Heterobimetallic platinum–bismuth aggregates derived from [Pt2(μ-S)2(PPh3)4]

The metalloligand [Pt2(μ-S)2(PPh3)4] reacts with Bi(S2CNEt2)3 or Bi(S2COEt)3 in methanol to produce the orange cationic adducts [Pt2(μ-S)2(PPh3)4Bi(S2CNEt2)2]+ and [Pt2(μ-S)2(PPh3)4Bi(S2COEt)2]+, respectively, isolated as their hexafluorophosphate salts. An X-ray structure determination on [Pt2(μ-S)2(PPh3)4Bi(S2CNEt2)2]PF6 reveals the presence of a six-coordinated bismuth centre with an approximately nido-pentagonal bipyramidal coordination geometry.
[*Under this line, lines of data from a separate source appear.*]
//! Tests of the reqwest transport against a local HTTP server.

mod common;

use std::time::Duration;

use common::*;
use serde_json::json;
use snowflake_restful::{
    Endpoint, RequestId, RestfulClient, RestfulError, ACCEPT_SNOWFLAKE, QUERY_REQUEST_PATH,
    SESSION_REQUEST_PATH, TOKEN_REQUEST_PATH,
};
use wiremock::matchers::{body_json, header, method, path, query_param};
use wiremock::{Mock, MockServer, ResponseTemplate};

fn auth(token: &str) -> String {
    format!("Snowflake Token=\"{token}\"")
}

async fn client_for(server: &MockServer) -> RestfulClient {
    RestfulClient::new(Endpoint::parse(&server.uri()).unwrap(), initial_tokens())
}

#[tokio::test]
async fn test_query_sends_headers_and_request_id() {
    let server = MockServer::start().await;
    let request_id = RequestId::new();

    Mock::given(method("POST"))
        .and(path(QUERY_REQUEST_PATH))
        .and(query_param("requestId", request_id.to_string()))
        .and(header("Authorization", auth(SESSION_TOKEN).as_str()))
        .and(header("Accept", ACCEPT_SNOWFLAKE))
        .and(body_json(json!({"sqlText": "select 1"})))
        .respond_with(ResponseTemplate::new(200).set_body_json(success_body()))
        .expect(1)
        .mount(&server)
        .await;

    let client = client_for(&server).await;
    let response = client
        .execute(request_id, r#"{"sqlText": "select 1"}"#, None, &test_config())
        .await
        .unwrap();
    assert!(response.success);
}

#[tokio::test]
async fn test_renewal_round_trip() {
    let server = MockServer::start().await;

    Mock::given(method("POST"))
        .and(path(QUERY_REQUEST_PATH))
        .and(header("Authorization", auth(SESSION_TOKEN).as_str()))
        .respond_with(ResponseTemplate::new(200).set_body_json(session_expired_body()))
        .expect(1)
        .mount(&server)
        .await;
    Mock::given(method("POST"))
        .and(path(TOKEN_REQUEST_PATH))
        .and(header("Authorization", auth(MASTER_TOKEN).as_str()))
        .and(body_json(json!({"oldSessionToken": SESSION_TOKEN, "requestType": "RENEW"})))
        .respond_with(ResponseTemplate::new(200).set_body_json(renewal_body(1)))
        .expect(1)
        .mount(&server)
        .await;
    Mock::given(method("POST"))
        .and(path(QUERY_REQUEST_PATH))
        .and(header("Authorization", auth(&session_token(1)).as_str()))
        .respond_with(ResponseTemplate::new(200).set_body_json(success_body()))
        .expect(1)
        .mount(&server)
        .await;

    let client = client_for(&server).await;
    let request_id = RequestId::new();
    client
        .execute(request_id, "{}", None, &test_config())
        .await
        .unwrap();

    let requests = server.received_requests().await.unwrap();
    let ids: Vec<String> = requests
        .iter()
        .filter(|request| request.url.path() == QUERY_REQUEST_PATH)
        .filter_map(|request| {
            request
                .url
                .query_pairs()
                .find(|(key, _)| key == "requestId")
                .map(|(_, value)| value.into_owned())
        })
        .collect();
    assert_eq!(ids, vec![request_id.to_string(), request_id.to_string()]);
}

#[tokio::test]
async fn test_empty_ok_body_is_transport_error() {
    let server = MockServer::start().await;
    Mock::given(method("POST"))
        .and(path(QUERY_REQUEST_PATH))
        .respond_with(ResponseTemplate::new(200))
        .mount(&server)
        .await;

    let client = client_for(&server).await;
    let err = client
        .execute(RequestId::new(), "{}", None, &test_config())
        .await
        .unwrap_err();
    assert!(matches!(err, RestfulError::Transport { .. }));
}

#[tokio::test]
async fn test_empty_ok_body_on_close_is_transient() {
    let server = MockServer::start().await;
    Mock::given(method("POST"))
        .and(path(SESSION_REQUEST_PATH))
        .and(query_param("delete", "true"))
        .respond_with(ResponseTemplate::new(200))
        .mount(&server)
        .await;

    let client = client_for(&server).await;
    let err = client.close(None).await.unwrap_err();
    assert!(matches!(err, RestfulError::Transient { .. }));
}

#[tokio::test]
async fn test_service_unavailable_is_transient() {
    let server = MockServer::start().await;
    Mock::given(method("POST"))
        .and(path(QUERY_REQUEST_PATH))
        .respond_with(ResponseTemplate::new(503).set_body_string("try later"))
        .mount(&server)
        .await;

    let client = client_for(&server).await;
    let err = client
        .execute(RequestId::new(), "{}", None, &test_config())
        .await
        .unwrap_err();
    assert_eq!(err.status(), Some(503));
    assert!(err.is_retriable());
}

#[tokio::test]
async fn test_slow_server_times_out() {
    let server = MockServer::start().await;
    Mock::given(method("POST"))
        .and(path(QUERY_REQUEST_PATH))
        .respond_with(
            ResponseTemplate::new(200)
                .set_body_json(success_body())
                .set_delay(Duration::from_secs(5)),
        )
        .mount(&server)
        .await;

    let client = client_for(&server).await;
    let err = client
        .execute(
            RequestId::new(),
            "{}",
            Some(Duration::from_millis(100)),
            &test_config(),
        )
        .await
        .unwrap_err();
    assert!(err.is_timeout());
}

#[tokio::test]
async fn test_poll_uses_get_on_result_url() {
    let server = MockServer::start().await;
    Mock::given(method("POST"))
        .and(path(QUERY_REQUEST_PATH))
        .respond_with(ResponseTemplate::new(200).set_body_json(json!({
            "success": true,
            "code": "333334",
            "data": {"queryId": "01c4", "getResultUrl": "/queries/01c4/result"}
        })))
        .mount(&server)
        .await;
    Mock::given(method("GET"))
        .and(path("/queries/01c4/result"))
        .and(header("Authorization", auth(SESSION_TOKEN).as_str()))
        .respond_with(ResponseTemplate::new(200).set_body_json(json!({
            "success": true,
            "code": "0",
            "data": {"queryId": "01c4", "rowset": [["1"]]}
        })))
        .expect(1)
        .mount(&server)
        .await;

    let client = client_for(&server).await;
    let response = client
        .execute(RequestId::new(), "{}", None, &test_config())
        .await
        .unwrap();
    assert_eq!(response.data.unwrap()["rowset"], json!([["1"]]));
}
Fragmentation pathways for both complexes have been probed using electrospray ionisation mass spectrometry; ions [Pt2(μ-S)2(PPh3)2Bi(S2CXEtn)2]+ (X = O, n = 1, X = N, n = 2) are formed by selective loss of two PPh3 ligands, and at higher cone voltages the species [(Ph3P)PtS2Bi]+ is observed. Ions formed by loss of CS2 are also observed for the xanthate but not the dithiocarbamate ions.